* TASK REQUIREMENTS:
Up to and including the line with "pub struct RegisterUserCommand", restate the material below word for word, beginning with its first line.
────────────────────────────────────────
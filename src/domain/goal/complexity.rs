//! Complexity level of a learning goal.

use std::fmt;
use std::str::FromStr;

use serde::{Deserialize, Serialize};

use crate::domain::foundation::ValidationError;

/// Self-reported difficulty of the subject being learned.
///
/// Feeds the journey generator prompt so milestones match the learner's
/// starting point.
#[derive(Debug, Clone, Copy, PartialEq, Eq, Hash, Serialize, Deserialize, Default)]
#[serde(rename_all = "snake_case")]
pub enum Complexity {
    #[default]
    Beginner,
    Intermediate,
    Advanced,
}

impl Complexity {
    /// Canonical lowercase name, as stored and sent over the wire.
    pub fn as_str(&self) -> &'static str {
        match self {
            Complexity::Beginner => "beginner",
            Complexity::Intermediate => "intermediate",
            Complexity::Advanced => "advanced",
        }
    }
}

impl fmt::Display for Complexity {
    fn fmt(&self, f: &mut fmt::Formatter<'_>) -> fmt::Result {
        write!(f, "{}", self.as_str())
    }
}

impl FromStr for Complexity {
    type Err = ValidationError;

    fn from_str(s: &str) -> Result<Self, Self::Err> {
        match s {
            "beginner" => Ok(Complexity::Beginner),
            "intermediate" => Ok(Complexity::Intermediate),
            "advanced" => Ok(Complexity::Advanced),
            other => Err(ValidationError::invalid(
                "complexity",
                format!("unknown complexity '{}'", other),
            )),
        }
    }
}
//! RegisterUserHandler - Command handler for account registration.

use std::sync::Arc;

use crate::domain::foundation::UserId;
use crate::domain::user::{AccountError, EmailAddress, User};
use crate::ports::{PasswordHasher, TokenService, UserRepository};

/// Command to register a new account.
#[derive(Debug, Clone)]
pub struct RegisterUserCommand {
    pub name: String,
    pub email: String,
    pub password: String,
}

/// A signed-in account: the user plus a fresh access token.
#[derive(Debug, Clone)]
pub struct AuthenticatedAccount {
    pub user: User,
    pub token: String,
}

/// Handler for registration.
///
/// Validates before hashing, so a rejected request never pays for the
/// hash. Registration signs the user in immediately.
pub struct RegisterUserHandler {
    users: Arc<dyn UserRepository>,
    hasher: Arc<dyn PasswordHasher>,
    tokens: Arc<dyn TokenService>,
}

impl RegisterUserHandler {
    pub fn new(
        users: Arc<dyn UserRepository>,
        hasher: Arc<dyn PasswordHasher>,
        tokens: Arc<dyn TokenService>,
    ) -> Self {
        Self {
            users,
            hasher,
            tokens,
        }
    }

    pub async fn handle(
        &self,
        cmd: RegisterUserCommand,
    ) -> Result<AuthenticatedAccount, AccountError> {
        // 1. Validate every field up front
        let email = EmailAddress::parse(&cmd.email)?;
        User::validate_name(&cmd.name)?;
        User::validate_password(&cmd.password)?;

        // 2. Reject duplicate emails
        if self.users.find_by_email(&email).await?.is_some() {
            return Err(AccountError::EmailTaken);
        }

        // 3. Hash the password and store the account
        let password_hash = self
            .hasher
            .hash(&cmd.password)
            .map_err(|err| AccountError::Internal(err.to_string()))?;
        let user = User::register(UserId::generate(), cmd.name, email, password_hash)?;
        self.users.insert(&user).await?;

        // 4. Sign the new account in
        let token = self
            .tokens
            .issue(user.id())
            .map_err(|err| AccountError::Internal(err.to_string()))?;

        Ok(AuthenticatedAccount { user, token })
    }
}
//! HTTP adapter for check-in and progress report endpoints.

mod dto;
mod handlers;
mod routes;

pub use dto::{
    CheckinRecordedResponse, CheckinResponse, CreateCheckinRequest, ProgressMetricsResponse,
    ProgressReportResponse,
};
pub use handlers::CheckinHandlers;
pub use routes::{checkin_routes, progress_routes};
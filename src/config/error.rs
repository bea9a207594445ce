//! Configuration error types

use thiserror::Error;

/// Errors that can occur during configuration loading
#[derive(Debug, Error)]
pub enum ConfigError {
    #[error("Configuration loading failed: {0}")]
    LoadError(#[from] config::ConfigError),

    #[error("Validation failed: {0}")]
    ValidationFailed(#[from] ValidationError),
}

/// Errors that can occur during configuration validation
#[derive(Debug, Error)]
pub enum ValidationError {
    #[error("Required configuration missing: {0}")]
    MissingRequired(&'static str),

    #[error("Invalid port number")]
    InvalidPort,

    #[error("Invalid request timeout")]
    InvalidTimeout,

    #[error("Invalid bind address")]
    InvalidBindAddress,

    #[error("Invalid database URL format")]
    InvalidDatabaseUrl,

    #[error("Pool min_connections exceeds max_connections")]
    InvalidPoolSize,

    #[error("Pool size exceeds maximum allowed (100)")]
    PoolSizeTooLarge,

    #[error("JWT secret must be at least 32 bytes in production")]
    WeakJwtSecret,

    #[error("Invalid token lifetime")]
    InvalidTokenTtl,

    #[error("Invalid generator base URL")]
    InvalidGeneratorUrl,
}
//! One handler per operation, each holding its ports as `Arc<dyn Trait>`.

pub mod account;
pub mod checkin;
pub mod goal;

#[cfg(test)]
pub(crate) mod support;
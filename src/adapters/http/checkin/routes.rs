//! HTTP routes for check-in and progress report endpoints.

use axum::{
    routing::{get, post},
    Router,
};

use super::handlers::{create_checkin, get_progress_report, CheckinHandlers};

/// Creates the check-in router.
pub fn checkin_routes(handlers: CheckinHandlers) -> Router {
    Router::new()
        .route("/", post(create_checkin))
        .with_state(handlers)
}

/// Creates the progress report router.
pub fn progress_routes(handlers: CheckinHandlers) -> Router {
    Router::new()
        .route("/:goal_id", get(get_progress_report))
        .with_state(handlers)
}
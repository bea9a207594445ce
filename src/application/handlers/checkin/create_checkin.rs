//! CreateCheckinHandler - Command handler for recording a check-in.

use std::sync::Arc;

use crate::domain::checkin::{Checkin, CheckinError, NewCheckin};
use crate::domain::foundation::{CheckinId, UserId};
use crate::ports::CheckinRepository;

/// Command to record a progress check-in.
#[derive(Debug, Clone)]
pub struct CreateCheckinCommand {
    pub user_id: UserId,
    pub checkin: NewCheckin,
}

/// Handler for recording check-ins.
///
/// The referenced goal is deliberately not checked for existence or
/// ownership; a check-in is a journal entry and stands on its own.
pub struct CreateCheckinHandler {
    checkins: Arc<dyn CheckinRepository>,
}

impl CreateCheckinHandler {
    pub fn new(checkins: Arc<dyn CheckinRepository>) -> Self {
        Self { checkins }
    }

    pub async fn handle(&self, cmd: CreateCheckinCommand) -> Result<Checkin, CheckinError> {
        let checkin = Checkin::record(CheckinId::generate(), cmd.user_id, cmd.checkin);
        self.checkins.insert(&checkin).await?;
        Ok(checkin)
    }
}
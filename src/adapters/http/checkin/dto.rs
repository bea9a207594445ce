//! HTTP DTOs for check-in and progress report endpoints.

use serde::{Deserialize, Serialize};

use crate::application::handlers::checkin::{ProgressMetrics, ProgressReport};
use crate::domain::checkin::Checkin;

use super::super::goal::GoalResponse;

// ════════════════════════════════════════════════════════════════════════════
// Request DTOs
// ════════════════════════════════════════════════════════════════════════════

/// Request to record a progress check-in.
///
/// Only the goal reference is required; every narrative field defaults to
/// empty so a minimal check-in is just a goal id.
#[derive(Debug, Clone, Deserialize)]
pub struct CreateCheckinRequest {
    /// The goal this check-in refers to.
    pub goal_id: String,
    /// Free-form notes on progress made.
    #[serde(default)]
    pub progress_notes: String,
    /// Names of milestones the learner considers done.
    #[serde(default)]
    pub completed_milestones: Vec<String>,
    /// What got in the way.
    #[serde(default)]
    pub challenges: String,
    /// What the learner plans next.
    #[serde(default)]
    pub next_steps: String,
}

// ════════════════════════════════════════════════════════════════════════════
// Response DTOs
// ════════════════════════════════════════════════════════════════════════════

/// Acknowledgement after recording a check-in.
#[derive(Debug, Clone, Serialize)]
pub struct CheckinRecordedResponse {
    pub message: String,
}

impl CheckinRecordedResponse {
    pub fn new() -> Self {
        Self {
            message: "Check-in recorded successfully".to_string(),
        }
    }
}

impl Default for CheckinRecordedResponse {
    fn default() -> Self {
        Self::new()
    }
}

/// One recorded check-in.
#[derive(Debug, Clone, Serialize)]
pub struct CheckinResponse {
    /// Check-in ID.
    pub id: String,
    /// Owning user ID.
    pub user_id: String,
    /// Referenced goal ID.
    pub goal_id: String,
    /// Free-form progress notes.
    pub progress_notes: String,
    /// Milestone names the learner reported done.
    pub completed_milestones: Vec<String>,
    /// Reported challenges.
    pub challenges: String,
    /// Planned next steps.
    pub next_steps: String,
    /// When the check-in was recorded (ISO 8601).
    pub checkin_date: String,
}

impl From<&Checkin> for CheckinResponse {
    fn from(checkin: &Checkin) -> Self {
        Self {
            id: checkin.id().to_string(),
            user_id: checkin.user_id().to_string(),
            goal_id: checkin.goal_id().to_string(),
            progress_notes: checkin.progress_notes().to_string(),
            completed_milestones: checkin.completed_milestones().to_vec(),
            challenges: checkin.challenges().to_string(),
            next_steps: checkin.next_steps().to_string(),
            checkin_date: checkin.checkin_date().as_datetime().to_rfc3339(),
        }
    }
}

/// Derived metrics in the progress report.
#[derive(Debug, Clone, Serialize)]
pub struct ProgressMetricsResponse {
    /// Fraction of milestones completed, 0.0 to 1.0.
    pub completion_rate: f64,
    /// Completed milestones per elapsed week.
    pub velocity: f64,
}

impl From<ProgressMetrics> for ProgressMetricsResponse {
    fn from(metrics: ProgressMetrics) -> Self {
        Self {
            completion_rate: metrics.completion_rate,
            velocity: metrics.velocity,
        }
    }
}

/// Full progress report: the goal, its check-ins, and derived metrics.
#[derive(Debug, Clone, Serialize)]
pub struct ProgressReportResponse {
    pub goal: GoalResponse,
    pub checkins: Vec<CheckinResponse>,
    pub progress_metrics: ProgressMetricsResponse,
}

impl From<&ProgressReport> for ProgressReportResponse {
    fn from(report: &ProgressReport) -> Self {
        Self {
            goal: GoalResponse::from(&report.goal),
            checkins: report.checkins.iter().map(CheckinResponse::from).collect(),
            progress_metrics: ProgressMetricsResponse::from(report.metrics),
        }
    }
}
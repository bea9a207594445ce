//! Errors for registration and login.

use thiserror::Error;

use crate::domain::foundation::{StoreError, ValidationError};

/// Failure of an account operation.
///
/// Login failures collapse into [`AccountError::InvalidCredentials`]
/// whether the email is unknown or the password is wrong, so responses
/// do not reveal which accounts exist.
#[derive(Debug, Clone, PartialEq, Eq, Error)]
pub enum AccountError {
    /// Another account already uses this email address.
    #[error("email already registered")]
    EmailTaken,

    /// The email/password pair did not match an account.
    #[error("incorrect email or password")]
    InvalidCredentials,

    /// An input field was rejected.
    #[error(transparent)]
    Validation(#[from] ValidationError),

    /// The persistence layer could not be reached.
    #[error("store unavailable: {0}")]
    StoreUnavailable(String),

    /// An unexpected failure that should not leak details to clients.
    #[error("internal error: {0}")]
    Internal(String),
}

impl From<StoreError> for AccountError {
    fn from(err: StoreError) -> Self {
        match err {
            StoreError::Unavailable(reason) => Self::StoreUnavailable(reason),
            StoreError::Query(reason) => Self::Internal(reason),
        }
    }
}
//! HTTP DTOs for goal endpoints.
//!
//! These types define the JSON request/response structure for the goal API.
//! They serve as the boundary between HTTP and the application layer.

use serde::{Deserialize, Serialize};

use crate::application::handlers::goal::ProgressSummary;
use crate::domain::foundation::{Progress, ValidationError};
use crate::domain::goal::{Complexity, Goal, GoalChanges, GoalStatus, Milestone, MilestoneStatus};

// ════════════════════════════════════════════════════════════════════════════
// Request DTOs
// ════════════════════════════════════════════════════════════════════════════

/// Request to create a new goal.
#[derive(Debug, Clone, Deserialize)]
pub struct CreateGoalRequest {
    /// Short goal title.
    pub title: String,
    /// What the learner wants to achieve.
    pub description: String,
    /// Free-text category label.
    pub category: String,
    /// Difficulty tier for the generated journey.
    pub complexity: Complexity,
    /// Journey length in weeks.
    pub duration: u32,
}

/// Request to update fields of an existing goal.
///
/// Every field distinguishes "absent" from an explicit JSON `null`:
/// absent fields are left unchanged, while `null` is rejected because no
/// goal field is nullable.
#[derive(Debug, Clone, Default, Deserialize)]
pub struct UpdateGoalRequest {
    #[serde(default, with = "::serde_with::rust::double_option")]
    pub title: Option<Option<String>>,
    #[serde(default, with = "::serde_with::rust::double_option")]
    pub description: Option<Option<String>>,
    #[serde(default, with = "::serde_with::rust::double_option")]
    pub category: Option<Option<String>>,
    #[serde(default, with = "::serde_with::rust::double_option")]
    pub complexity: Option<Option<Complexity>>,
    #[serde(default, with = "::serde_with::rust::double_option")]
    pub duration: Option<Option<u32>>,
    #[serde(default, with = "::serde_with::rust::double_option")]
    pub progress: Option<Option<i64>>,
    #[serde(default, with = "::serde_with::rust::double_option")]
    pub status: Option<Option<GoalStatus>>,
    #[serde(default, with = "::serde_with::rust::double_option")]
    pub current_week: Option<Option<u32>>,
}

impl UpdateGoalRequest {
    /// Converts the wire-level update into validated domain changes.
    pub fn into_changes(self) -> Result<GoalChanges, ValidationError> {
        let progress = match non_null("progress", self.progress)? {
            Some(value) => Some(
                Progress::try_new(value)
                    .map_err(|_| ValidationError::out_of_range("progress", 0, 100, value))?,
            ),
            None => None,
        };
        Ok(GoalChanges {
            title: non_null("title", self.title)?,
            description: non_null("description", self.description)?,
            category: non_null("category", self.category)?,
            complexity: non_null("complexity", self.complexity)?,
            duration_weeks: non_null("duration", self.duration)?,
            progress,
            status: non_null("status", self.status)?,
            current_week: non_null("current_week", self.current_week)?,
        })
    }
}

/// Request to set the status of one weekly milestone.
#[derive(Debug, Clone, Deserialize)]
pub struct UpdateMilestoneRequest {
    /// New status for the milestone.
    pub status: MilestoneStatus,
}

fn non_null<T>(
    field: &'static str,
    value: Option<Option<T>>,
) -> Result<Option<T>, ValidationError> {
    match value {
        None => Ok(None),
        Some(Some(inner)) => Ok(Some(inner)),
        Some(None) => Err(ValidationError::invalid(field, "must not be null")),
    }
}

// ════════════════════════════════════════════════════════════════════════════
// Response DTOs
// ════════════════════════════════════════════════════════════════════════════

/// Full goal representation.
#[derive(Debug, Clone, Serialize)]
pub struct GoalResponse {
    /// Goal ID.
    pub id: String,
    /// Owning user ID.
    pub user_id: String,
    /// Goal title.
    pub title: String,
    /// Goal description.
    pub description: String,
    /// Category label.
    pub category: String,
    /// Difficulty tier.
    pub complexity: Complexity,
    /// Journey length in weeks.
    pub duration: u32,
    /// Weekly milestones, ordered by week.
    pub milestones: Vec<Milestone>,
    /// Completion percentage (0-100).
    pub progress: u8,
    /// Rolled-up goal status.
    pub status: GoalStatus,
    /// Week the learner last touched.
    pub current_week: u32,
    /// When the goal was created (ISO 8601).
    pub created_at: String,
}

impl From<&Goal> for GoalResponse {
    fn from(goal: &Goal) -> Self {
        Self {
            id: goal.id().to_string(),
            user_id: goal.user_id().to_string(),
            title: goal.title().to_string(),
            description: goal.description().to_string(),
            category: goal.category().to_string(),
            complexity: goal.complexity(),
            duration: goal.duration_weeks(),
            milestones: goal.milestones().to_vec(),
            progress: goal.progress().value(),
            status: goal.status(),
            current_week: goal.current_week(),
            created_at: goal.created_at().as_datetime().to_rfc3339(),
        }
    }
}

/// Envelope for a single goal.
#[derive(Debug, Clone, Serialize)]
pub struct GoalEnvelope {
    pub goal: GoalResponse,
}

impl From<&Goal> for GoalEnvelope {
    fn from(goal: &Goal) -> Self {
        Self {
            goal: GoalResponse::from(goal),
        }
    }
}

/// Envelope for the goal list.
#[derive(Debug, Clone, Serialize)]
pub struct GoalListEnvelope {
    pub goals: Vec<GoalResponse>,
}

impl From<&[Goal]> for GoalListEnvelope {
    fn from(goals: &[Goal]) -> Self {
        Self {
            goals: goals.iter().map(GoalResponse::from).collect(),
        }
    }
}

/// Response after deleting a goal.
#[derive(Debug, Clone, Serialize)]
pub struct DeleteGoalResponse {
    pub message: String,
    pub deleted_id: String,
}

impl DeleteGoalResponse {
    pub fn new(deleted_id: impl Into<String>) -> Self {
        Self {
            message: "Goal deleted successfully".to_string(),
            deleted_id: deleted_id.into(),
        }
    }
}

/// Acknowledgement for milestone updates.
#[derive(Debug, Clone, Serialize)]
pub struct MilestoneUpdatedResponse {
    pub message: String,
}

impl MilestoneUpdatedResponse {
    pub fn new() -> Self {
        Self {
            message: "Milestone updated successfully".to_string(),
        }
    }
}

impl Default for MilestoneUpdatedResponse {
    fn default() -> Self {
        Self::new()
    }
}

/// Compact progress view of one goal.
#[derive(Debug, Clone, Serialize)]
pub struct ProgressSummaryResponse {
    /// Completion percentage (0-100).
    pub progress: u8,
    /// Rolled-up goal status.
    pub status: GoalStatus,
    /// Milestone counts per status.
    pub milestones: MilestoneCountsResponse,
    /// Week the learner last touched.
    pub current_week: u32,
}

/// Milestone counts per status.
#[derive(Debug, Clone, Serialize)]
pub struct MilestoneCountsResponse {
    pub total: usize,
    pub completed: usize,
    pub in_progress: usize,
    pub not_started: usize,
}

impl From<ProgressSummary> for ProgressSummaryResponse {
    fn from(summary: ProgressSummary) -> Self {
        Self {
            progress: summary.progress.value(),
            status: summary.status,
            milestones: MilestoneCountsResponse {
                total: summary.milestones.total,
                completed: summary.milestones.completed,
                in_progress: summary.milestones.in_progress,
                not_started: summary.milestones.not_started,
            },
            current_week: summary.current_week,
        }
    }
}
────────────────────────────────────────
* THE COMPLETED TASK:
filename src/domain/goal/complexity.rs
//! Complexity level of a learning goal.

use std::fmt;
use std::str::FromStr;

use serde::{Deserialize, Serialize};

use crate::domain::foundation::ValidationError;

/// Self-reported difficulty of the subject being learned.
///
/// Feeds the journey generator prompt so milestones match the learner's
/// starting point.
#[derive(Debug, Clone, Copy, PartialEq, Eq, Hash, Serialize, Deserialize, Default)]
#[serde(rename_all = "snake_case")]
pub enum Complexity {
    #[default]
    Beginner,
    Intermediate,
    Advanced,
}

impl Complexity {
    /// Canonical lowercase name, as stored and sent over the wire.
    pub fn as_str(&self) -> &'static str {
        match self {
            Complexity::Beginner => "beginner",
            Complexity::Intermediate => "intermediate",
            Complexity::Advanced => "advanced",
        }
    }
}

impl fmt::Display for Complexity {
    fn fmt(&self, f: &mut fmt::Formatter<'_>) -> fmt::Result {
        write!(f, "{}", self.as_str())
    }
}

impl FromStr for Complexity {
    type Err = ValidationError;

    fn from_str(s: &str) -> Result<Self, Self::Err> {
        match s {
            "beginner" => Ok(Complexity::Beginner),
            "intermediate" => Ok(Complexity::Intermediate),
            "advanced" => Ok(Complexity::Advanced),
            other => Err(ValidationError::invalid(
                "complexity",
                format!("unknown complexity '{}'", other),
            )),
        }
    }
}
//! RegisterUserHandler - Command handler for account registration.

use std::sync::Arc;

use crate::domain::foundation::UserId;
use crate::domain::user::{AccountError, EmailAddress, User};
use crate::ports::{PasswordHasher, TokenService, UserRepository};

/// Command to register a new account.
#[derive(Debug, Clone)]
pub struct RegisterUserCommand {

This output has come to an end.